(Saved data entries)

□ □ □

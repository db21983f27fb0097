//! Handshake packet definitions.
//!
//! The handshake is the first packet sent by the client and determines
//! whether this is a status ping or a login attempt. Its layout is the same
//! in every supported version.

use crate::buffer::{ByteReader, ByteWriter};
use crate::error::{ProtocolError, Result};
use crate::state::ConnectionState;

/// Maximum server address length.
const MAX_SERVER_ADDRESS: usize = 255;

/// Protocol number sent when probing a server whose version is unknown.
pub const PROBE_PROTOCOL: i32 = -1;

/// The next state after handshake.
#[derive(Debug, Clone, Copy, PartialEq, Eq)]
pub enum NextState {
    /// Status request (server list ping).
    Status = 1,
    /// Login request.
    Login = 2,
}

impl NextState {
    /// The connection state this intent moves to.
    #[must_use]
    pub const fn target(self) -> ConnectionState {
        match self {
            Self::Status => ConnectionState::Status,
            Self::Login => ConnectionState::Login,
        }
    }
}

impl TryFrom<i32> for NextState {
    type Error = ProtocolError;

    fn try_from(value: i32) -> Result<Self> {
        match value {
            1 => Ok(Self::Status),
            2 => Ok(Self::Login),
            _ => Err(ProtocolError::InvalidNextState(value)),
        }
    }
}

/// Handshake packet sent by the client.
///
/// This is always the first packet in a connection.
#[derive(Debug, Clone, PartialEq, Eq)]
pub struct Handshake {
    /// The protocol version the client is using.
    pub protocol_version: i32,
    /// The server address the client connected to.
    pub server_address: String,
    /// The server port the client connected to.
    pub server_port: u16,
    /// The next state: Status (1) or Login (2).
    pub next_state: NextState,
}

impl Handshake {
    /// Create a handshake.
    #[must_use]
    pub fn new(
        protocol_version: i32,
        server_address: impl Into<String>,
        server_port: u16,
        next_state: NextState,
    ) -> Self {
        Self {
            protocol_version,
            server_address: server_address.into(),
            server_port,
            next_state,
        }
    }

    /// Parse a handshake payload.
    ///
    /// # Errors
    ///
    /// Returns an error if the packet is malformed.
    pub fn read(reader: &mut ByteReader) -> Result<Self> {
        let protocol_version = reader.read_varint()?;
        let server_address = reader.read_string(MAX_SERVER_ADDRESS)?;
        let server_port = reader.read_u16()?;
        let next_state = NextState::try_from(reader.read_varint()?)?;

        Ok(Self {
            protocol_version,
            server_address,
            server_port,
            next_state,
        })
    }

    /// Encode the handshake payload.
    pub fn write(&self, writer: &mut ByteWriter) {
        writer.write_varint(self.protocol_version);
        writer.write_string(&self.server_address);
        writer.write_u16(self.server_port);
        writer.write_varint(self.next_state as i32);
    }
}
impl ByteWriter {
    /// Create an empty writer.
    #[must_use]
    pub fn new() -> Self {
        Self::default()
    }

    /// Create an empty writer with room for `capacity` bytes.
    #[must_use]
    pub fn with_capacity(capacity: usize) -> Self {
        Self {
            inner: BytesMut::with_capacity(capacity),
        }
    }

    /// Bytes written so far.
    #[must_use]
    pub fn len(&self) -> usize {
        self.inner.len()
    }

    /// Whether nothing has been written.
    #[must_use]
    pub fn is_empty(&self) -> bool {
        self.inner.is_empty()
    }

    /// Finish writing and hand out the buffer.
    #[must_use]
    pub fn into_inner(self) -> BytesMut {
        self.inner
    }

    pub fn write_u8(&mut self, value: u8) {
        self.inner.put_u8(value);
    }

    pub fn write_i8(&mut self, value: i8) {
        self.inner.put_i8(value);
    }

    pub fn write_bool(&mut self, value: bool) {
        self.inner.put_u8(u8::from(value));
    }

    pub fn write_u16(&mut self, value: u16) {
        self.inner.put_u16(value);
    }

    pub fn write_i16(&mut self, value: i16) {
        self.inner.put_i16(value);
    }

    pub fn write_i32(&mut self, value: i32) {
        self.inner.put_i32(value);
    }

    pub fn write_i64(&mut self, value: i64) {
        self.inner.put_i64(value);
    }

    pub fn write_u64(&mut self, value: u64) {
        self.inner.put_u64(value);
    }

    pub fn write_f32(&mut self, value: f32) {
        self.inner.put_f32(value);
    }

    pub fn write_f64(&mut self, value: f64) {
        self.inner.put_f64(value);
    }

    pub fn write_bytes(&mut self, bytes: &[u8]) {
        self.inner.put_slice(bytes);
    }

    /// Write a `VarInt` in its minimal form.
    pub fn write_varint(&mut self, value: i32) {
        let mut scratch = Vec::with_capacity(5);
        write_varint_sync(&mut scratch, value);
        self.inner.put_slice(&scratch);
    }

    /// Write a zig-zag encoded signed `VarInt`.
    pub fn write_varint_zigzag(&mut self, value: i32) {
        self.write_varint(zigzag_encode(value));
    }

    /// Write a `VarLong` in its minimal form.
    pub fn write_varlong(&mut self, value: i64) {
        let mut scratch = Vec::with_capacity(10);
        write_varlong_sync(&mut scratch, value);
        self.inner.put_slice(&scratch);
    }

    /// Write a Minecraft string: `[VarInt length][UTF-8 bytes]`.
    #[allow(clippy::cast_possible_truncation, clippy::cast_possible_wrap)]
    pub fn write_string(&mut self, s: &str) {
        let bytes = s.as_bytes();
        self.write_varint(bytes.len() as i32);
        self.inner.put_slice(bytes);
    }

    /// Write a `VarInt`-prefixed byte array.
    #[allow(clippy::cast_possible_truncation, clippy::cast_possible_wrap)]
    pub fn write_byte_array(&mut self, data: &[u8]) {
        self.write_varint(data.len() as i32);
        self.inner.put_slice(data);
    }

    /// Write an `i16`-prefixed byte array (1.7 login packets).
    #[allow(clippy::cast_possible_truncation, clippy::cast_possible_wrap)]
    pub fn write_short_byte_array(&mut self, data: &[u8]) {
        self.inner.put_i16(data.len() as i16);
        self.inner.put_slice(data);
    }

    pub fn write_uuid(&mut self, uuid: Uuid) {
        self.inner.put_slice(uuid.as_bytes());
    }
}
//! Chunk packets.
//!
//! The payload layouts live in [`crate::chunk`]; these are the decoded
//! packet values.

use bytes::Bytes;

use crate::chunk::ChunkColumn;

/// Chunk Data packet (server -> client): one column.
#[derive(Debug, Clone, PartialEq, Eq)]
pub struct ChunkData {
    pub column: ChunkColumn,
    /// Ground-up: the column replaces any existing one and carries biomes.
    pub full: bool,
    /// Sections sent, as on the wire.
    pub section_mask: u16,
    /// Undecoded block entity NBT (1.9.4+), empty otherwise.
    pub block_entities: Bytes,
}

/// Map Chunk Bulk packet (server -> client), 1.7 and 1.8 only.
#[derive(Debug, Clone, PartialEq, Eq)]
pub struct ChunkBulk {
    /// Columns in wire order.
    pub columns: Vec<ChunkColumn>,
    pub sky_light: bool,
}
//! AES-128-CFB8 stream cipher used for transport encryption.
//!
//! Once the login exchange agrees on a shared secret, every byte on the
//! wire in both directions passes through one of these, below framing.

use aes::Aes128;
use aes::cipher::generic_array::GenericArray;
use aes::cipher::{BlockEncrypt, KeyInit};

/// AES-128-CFB8 cipher state.
///
/// CFB8 mode encrypts/decrypts one byte at a time, using the previous
/// ciphertext byte to update the IV for the next byte.
pub struct Cfb8Cipher {
    cipher: Aes128,
    iv: [u8; 16],
}

impl Cfb8Cipher {
    /// Create a new CFB8 cipher with the given key and IV.
    #[must_use]
    pub fn new(key: &[u8; 16], iv: &[u8; 16]) -> Self {
        let cipher = Aes128::new(GenericArray::from_slice(key));
        Self { cipher, iv: *iv }
    }

    /// Create a cipher keyed the way Minecraft does it: key and IV are both
    /// the shared secret.
    #[must_use]
    pub fn from_shared_secret(secret: &[u8; 16]) -> Self {
        Self::new(secret, secret)
    }

    fn keystream_byte(&self) -> u8 {
        let mut block = GenericArray::clone_from_slice(&self.iv);
        self.cipher.encrypt_block(&mut block);
        block[0]
    }

    fn shift_in(&mut self, ciphertext_byte: u8) {
        self.iv.copy_within(1.., 0);
        self.iv[15] = ciphertext_byte;
    }

    /// Encrypt data in place.
    pub fn encrypt(&mut self, data: &mut [u8]) {
        for byte in data.iter_mut() {
            let ciphertext_byte = *byte ^ self.keystream_byte();
            *byte = ciphertext_byte;
            self.shift_in(ciphertext_byte);
        }
    }

    /// Decrypt data in place.
    pub fn decrypt(&mut self, data: &mut [u8]) {
        for byte in data.iter_mut() {
            let ciphertext_byte = *byte;
            *byte ^= self.keystream_byte();
            self.shift_in(ciphertext_byte);
        }
    }
}

impl std::fmt::Debug for Cfb8Cipher {
    fn fmt(&self, f: &mut std::fmt::Formatter<'_>) -> std::fmt::Result {
        f.debug_struct("Cfb8Cipher").finish_non_exhaustive()
    }
}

□ □ □

> Task requirements:
Tally, across the records, each line that contains the word "impl", and answer with nothing except the count.

> Solved exercise:
7